Check your domain now
Enter your sending domain and the check runs instantly on the next page. Free, no signup.
Why Gmail is blocking your email
| Likely cause | What's happening |
|---|---|
| A service sends as your domain with no passing SPF or DKIM | The literal meaning of the notice. Gmail checked the connecting IP against your SPF record and looked for a DKIM signature that validates for your domain; neither passed, and Google's sender guidelines state that unauthenticated mail "might be marked as spam or rejected with a 5.7.26 error" (checked 2026-07-17). The usual culprit is a CRM, invoicing app, scan-to-email copier, or ticketing system nobody ever added to DNS. |
| DKIM signs the provider's domain instead of yours | Many platforms sign with their own default domain (like sendgrid.net) until you finish their custom-domain setup. The signature is cryptographically valid, but not for your domain, so when SPF also misses, Gmail still counts the message as unauthenticated. |
| Your SPF record ends in -all and the sending IP isn't listed | Gmail documents a separate variant of this rejection for SPF hard fails: your record explicitly tells receivers to refuse mail from unlisted IPs, and Gmail takes you at your word. A migrated mail host, a provider that changed IP ranges, or a flattened SPF record that drifted out of date all land here. |
| Your own DMARC policy ordered the rejection | If your domain publishes p=quarantine or p=reject and the message fails both aligned SPF and aligned DKIM, Gmail's bounce says the mail was refused due to the domain's DMARC policy. That is enforcement working as designed. The fix is authenticating the legitimate source, never weakening the policy. |
| You crossed Gmail's bulk-sender line without the full stack | Google counts 5,000+ daily messages to Gmail accounts across your primary domain and all its subdomains together, per its sender-guidelines FAQ (checked 2026-07-17). Bulk senders must pass both SPF and DKIM, publish DMARC, and align the From domain. Marketing, transactional, and notification streams on three subdomains can cross the line while each looks small on its own. |
| Forwarding broke SPF and no DKIM signature survived | A forwarder re-sends the message from its own IP, which your SPF record doesn't cover. If the forwarder also modified the body (footers, subject tags), the DKIM signature breaks too, and the forwarded copy arrives at Gmail with nothing passing. |
| Gmail's late-2025 enforcement ramp caught a stream it used to tolerate | Google's sender-guidelines FAQ says Gmail began ramping up enforcement on non-compliant traffic in November 2025 (checked 2026-07-17). Streams that skated through 2024 and 2025 with partial authentication are now the ones producing sudden rejection notices with no change on the sender's side. |

How to fix it, step by step
Run your sending domain through the DMARC checker
Use the free checker above (also at /tools/dmarc). It reads your live SPF, DKIM, and DMARC records the same way Gmail does and shows which leg is missing or failing, so you start from evidence instead of the bounce text alone.

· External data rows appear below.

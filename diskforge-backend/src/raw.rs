use std::io::{Read, Seek, Write};

/// Raw byte-level access to a block device or image file, as handed out by
/// a backend for the streaming protocol in `diskforge-protocol` to read
/// from or write to. Concrete backends open this over `/dev/sdX`-style
/// paths (or platform equivalents); `MemoryBackend` opens it over an
/// in-memory buffer for tests.
pub trait RawDevice: Read + Write + Seek + Send {
    /// Total addressable size in bytes.
    fn len_bytes(&self) -> u64;

    /// Flush buffered writes and sync to stable storage.
    fn sync(&mut self) -> std::io::Result<()>;
}

pub type BoxedRawDevice = Box<dyn RawDevice>;
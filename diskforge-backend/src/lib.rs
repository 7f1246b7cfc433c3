//! The platform abstraction boundary: `PlatformBackend` is the only trait
//! the rest of the workspace uses to reach real disks. `MemoryBackend` and
//! `NullBackend` are in-crate fixtures; concrete OS backends (udisks2/zbus
//! on Linux, diskpart/WMI on Windows, diskutil on macOS) live outside this
//! workspace and implement this same trait.

pub mod backend;
pub mod command;
pub mod error;
pub mod memory;
pub mod null;
pub mod raw;

pub use backend::{OperationOutcome, PlatformBackend};
pub use command::CommandResult;
pub use error::{BackendError, Result};
pub use memory::MemoryBackend;
pub use null::NullBackend;
pub use raw::{BoxedRawDevice, RawDevice};
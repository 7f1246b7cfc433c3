use std::collections::HashMap;

/// A single entry from an `sfdisk --dump` partition list.
#[derive(Debug, Clone, PartialEq)]
pub struct SfdiskPartitionEntry {
    pub device: String,
    pub attrs: HashMap<String, String>,
}

/// Parsed form of an `sfdisk --dump` report.
#[derive(Debug, Clone, PartialEq, Default)]
pub struct SfdiskDump {
    pub label: Option<String>,
    pub label_id: Option<String>,
    pub device: Option<String>,
    pub unit: String,
    pub partitions: Vec<SfdiskPartitionEntry>,
}

/// Parse `sfdisk --dump` text output: a small header (`label:`,
/// `label-id:`, `device:`, `unit:`) followed by `/dev/...: key=value, ...`
/// partition lines.
pub fn parse_sfdisk_dump(output: &str) -> SfdiskDump {
    let mut result = SfdiskDump {
        unit: "sectors".to_string(),
        ..Default::default()
    };

    for raw_line in output.trim().lines() {
        let line = raw_line.trim();

        if let Some(value) = line.strip_prefix("label:") {
            result.label = Some(value.trim().to_string());
        } else if let Some(value) = line.strip_prefix("label-id:") {
            result.label_id = Some(value.trim().to_string());
        } else if let Some(value) = line.strip_prefix("device:") {
            result.device = Some(value.trim().to_string());
        } else if let Some(value) = line.strip_prefix("unit:") {
            result.unit = value.trim().to_string();
        } else if line.starts_with("/dev/") {
            let Some((device, attrs_str)) = line.split_once(':') else {
                continue;
            };
            let mut attrs = HashMap::new();
            for attr in attrs_str.trim().split(',') {
                let attr = attr.trim();
                if let Some((key, value)) = attr.split_once('=') {
                    attrs.insert(key.trim().to_string(), value.trim().to_string());
                }
            }
            result.partitions.push(SfdiskPartitionEntry {
                device: device.trim().to_string(),
                attrs,
            });
        }
    }

    result
}

#[cfg(test)]
mod tests {
    use super::*;

    #[test]
    fn parses_header_and_partitions() {
        let output = "\
label: gpt
label-id: 12345678-1234-1234-1234-123456789abc
device: /dev/sda
unit: sectors

/dev/sda1 : start=2048, size=1048576, type=esp
/dev/sda2 : start=1050624, size=2097152, type=linux
";
        let dump = parse_sfdisk_dump(output);
        assert_eq!(dump.label.as_deref(), Some("gpt"));
        assert_eq!(dump.device.as_deref(), Some("/dev/sda"));
        assert_eq!(dump.partitions.len(), 2);
        assert_eq!(dump.partitions[0].device, "/dev/sda1");
        assert_eq!(dump.partitions[0].attrs.get("type").map(String::as_str), Some("esp"));
    }

    #[test]
    fn defaults_unit_to_sectors() {
        let dump = parse_sfdisk_dump("label: dos\n");
        assert_eq!(dump.unit, "sectors");
    }
}
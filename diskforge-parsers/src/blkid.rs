use std::collections::HashMap;

/// Per-device attribute map as produced by [`parse_blkid_output`], keyed
/// by device path then upper-cased attribute name.
pub type BlkidMap = HashMap<String, HashMap<String, String>>;

/// Parse `blkid` line-oriented output into a per-device attribute map.
///
/// Each line looks like `/dev/sda1: UUID="xxxx" TYPE="ext4" PARTUUID="xxxx"`.
/// Attribute keys are upper-cased; malformed or empty lines are skipped.
pub fn parse_blkid_output(output: &str) -> BlkidMap {
    let mut result = HashMap::new();

    for line in output.trim().lines() {
        let Some((device, rest)) = line.split_once(':') else {
            continue;
        };
        let device = device.trim().to_string();
        if device.is_empty() {
            continue;
        }

        let mut attrs = HashMap::new();
        let mut remainder = rest;
        while let Some(eq) = remainder.find('=') {
            let key = remainder[..eq].trim();
            remainder = &remainder[eq + 1..];
            let Some(open) = remainder.find('"') else {
                break;
            };
            let after_open = &remainder[open + 1..];
            let Some(close) = after_open.find('"') else {
                break;
            };
            let value = &after_open[..close];
            if !key.is_empty() {
                attrs.insert(key.to_uppercase(), value.to_string());
            }
            remainder = &after_open[close + 1..];
        }

        result.insert(device, attrs);
    }

    result
}

#[cfg(test)]
mod tests {
    use super::*;

    #[test]
    fn parses_single_device_attributes() {
        let output = r#"/dev/sda1: UUID="1234-5678" TYPE="ext4" PARTUUID="abcd""#;
        let parsed = parse_blkid_output(output);
        let attrs = parsed.get("/dev/sda1").expect("device present");
        assert_eq!(attrs.get("UUID").map(String::as_str), Some("1234-5678"));
        assert_eq!(attrs.get("TYPE").map(String::as_str), Some("ext4"));
        assert_eq!(attrs.get("PARTUUID").map(String::as_str), Some("abcd"));
    }

    #[test]
    fn parses_multiple_lines() {
        let output = "/dev/sda1: UUID=\"a\" TYPE=\"ext4\"\n/dev/sda2: TYPE=\"swap\"\n";
        let parsed = parse_blkid_output(output);
        assert_eq!(parsed.len(), 2);
        assert_eq!(parsed["/dev/sda2"].get("TYPE").map(String::as_str), Some("swap"));
    }

    #[test]
    fn ignores_blank_and_malformed_lines() {
        let output = "\n   \n/dev/sda1 UUID=\"a\"\n";
        let parsed = parse_blkid_output(output);
        assert!(parsed.is_empty());
    }
}
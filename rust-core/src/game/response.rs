//! 应答窗口（Active Response）控制器。
//!
//! 单位上场会打开一个计时窗口：窗口内双方都不能再出单位卡，只能打出行动卡或让过。
//! 双方都让过，或计时归零时窗口关闭。窗口期间法力回复与攻击槽暂停。

use super::catalog::CardType;
use super::rules::RuleError;
use super::state::{ActiveResponseState, GameEvent, GameState, PlayerId, ResponseCloseReason};

/// 由 `trigger_owner` 的单位上场触发；对手先获得优先权。
pub fn open_window(state: &mut GameState, trigger_owner: PlayerId) -> Option<GameEvent> {
    let window = state.rules.response_window_ms;
    if window == 0 {
        return None;
    }
    let responder = state.opponent_of(trigger_owner)?;
    state.active_response = ActiveResponseState {
        is_active: true,
        timer: window,
        current_player_id: Some(responder),
        passed: Vec::new(),
    };
    log::debug!("active response opened, player {responder} to respond");
    Some(GameEvent::ResponseOpened {
        responder,
        timer: window,
    })
}

pub fn ensure_card_allowed(state: &GameState, card_type: CardType) -> Result<(), RuleError> {
    match card_type {
        CardType::Unit if state.active_response.is_active => Err(RuleError::ResponseLockout),
        CardType::Unit | CardType::Action => Ok(()),
    }
}

/// 窗口内打出行动卡：优先权交给对手，对手需要重新决定是否让过。
pub fn record_response(state: &mut GameState, player_id: PlayerId) -> Option<GameEvent> {
    if !state.active_response.is_active {
        return None;
    }
    let other = state.opponent_of(player_id)?;
    let response = &mut state.active_response;
    response.passed.retain(|id| *id != other);
    if response.current_player_id == Some(other) {
        return None;
    }
    response.current_player_id = Some(other);
    Some(GameEvent::PriorityPassed { player_id: other })
}

pub fn end_response(state: &mut GameState, player_id: PlayerId) -> Result<Vec<GameEvent>, RuleError> {
    if !state.active_response.is_active {
        return Err(RuleError::ResponseNotActive);
    }
    let other = state
        .opponent_of(player_id)
        .ok_or(RuleError::PlayerNotFound { player_id })?;
    if state.active_response.has_passed(player_id) {
        return Err(RuleError::AlreadyPassed { player_id });
    }

    let mut events = vec![GameEvent::ResponsePassed { player_id }];
    let response = &mut state.active_response;
    response.passed.push(player_id);

    if response.has_passed(other) {
        events.push(close_window(state, ResponseCloseReason::AllPassed));
    } else if response.current_player_id == Some(player_id) {
        response.current_player_id = Some(other);
        events.push(GameEvent::PriorityPassed { player_id: other });
    }
    Ok(events)
}

/// 窗口期间的时钟推进。剩余的 dt 不会转移给战斗或法力。
pub fn tick(state: &mut GameState, dt_ms: u32) -> Vec<GameEvent> {
    let response = &mut state.active_response;
    if !response.is_active {
        return Vec::new();
    }
    response.timer = response.timer.saturating_sub(dt_ms);
    if response.timer == 0 {
        return vec![close_window(state, ResponseCloseReason::TimerExpired)];
    }
    Vec::new()
}

fn close_window(state: &mut GameState, reason: ResponseCloseReason) -> GameEvent {
    state.active_response = ActiveResponseState::default();
    log::debug!("active response closed: {reason:?}");
    GameEvent::ResponseClosed { reason }
}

Identify the message stream that tripped the notice
Gmail's rejection includes the domain and IP it evaluated. Match that IP to a sending service, then pull your DMARC aggregate reports for the complete list of sources sending as your domain; the unauthenticated one is usually a line-of-business app nobody documented.
Add every legitimate sender to your SPF record
Include each platform's documented include: mechanism or IP range. Workspace's own servers need include:_spf.google.com (v=spf1 include:_spf.google.com ~all if Google is your only sender, per Google's SPF setup doc). Verify with the free checker at /tools/spf and stay under the 10-DNS-lookup limit.
Turn on DKIM signing with your own domain at each service
Generate DKIM keys for your domain in each service (for Workspace, in the Admin console), publish the CNAME or TXT records they give you, and enable signing. A signature for the provider's default domain doesn't count. Confirm each selector resolves at /tools/dkim.
Meet the bulk-sender bar if you send 5,000+ a day
Publish a DMARC record (Google accepts p=none as the minimum), align the From domain with SPF or DKIM, add one-click unsubscribe to marketing mail, and keep your Postmaster Tools spam rate below 0.3%, ideally below 0.10%. Google counts the 5,000 across your primary domain and all subdomains.
Test against a live Gmail mailbox, then re-send
Send a test to any Gmail address, open Show original, and confirm spf=pass, dkim=pass, and dmarc=pass. Because 550 rejections are permanent, the blocked messages will not retry on their own; re-send them once headers pass, and keep DMARC reports flowing so the next gap surfaces as a report line, not a bounce.
Related free tools: SPF checker · DKIM checker · Email security score · Domain reputation
If you send in volume: Gmail's published rules
Google's Email sender guidelines (in force since February 1, 2024, checked 2026-07-17) require every sender to authenticate with SPF or DKIM, plus valid forward and reverse DNS and TLS transmission. Senders of 5,000+ daily messages to Gmail accounts must pass both SPF and DKIM, publish a DMARC record (minimum p=none) with the From domain aligned, support one-click unsubscribe on marketing mail, and keep the user-reported spam rate in Postmaster Tools below 0.3% (Google's stated goal is below 0.10%). The 5,000 counts across your primary domain and all subdomains combined, and Google's FAQ notes Gmail began ramping up enforcement on non-compliant traffic in November 2025.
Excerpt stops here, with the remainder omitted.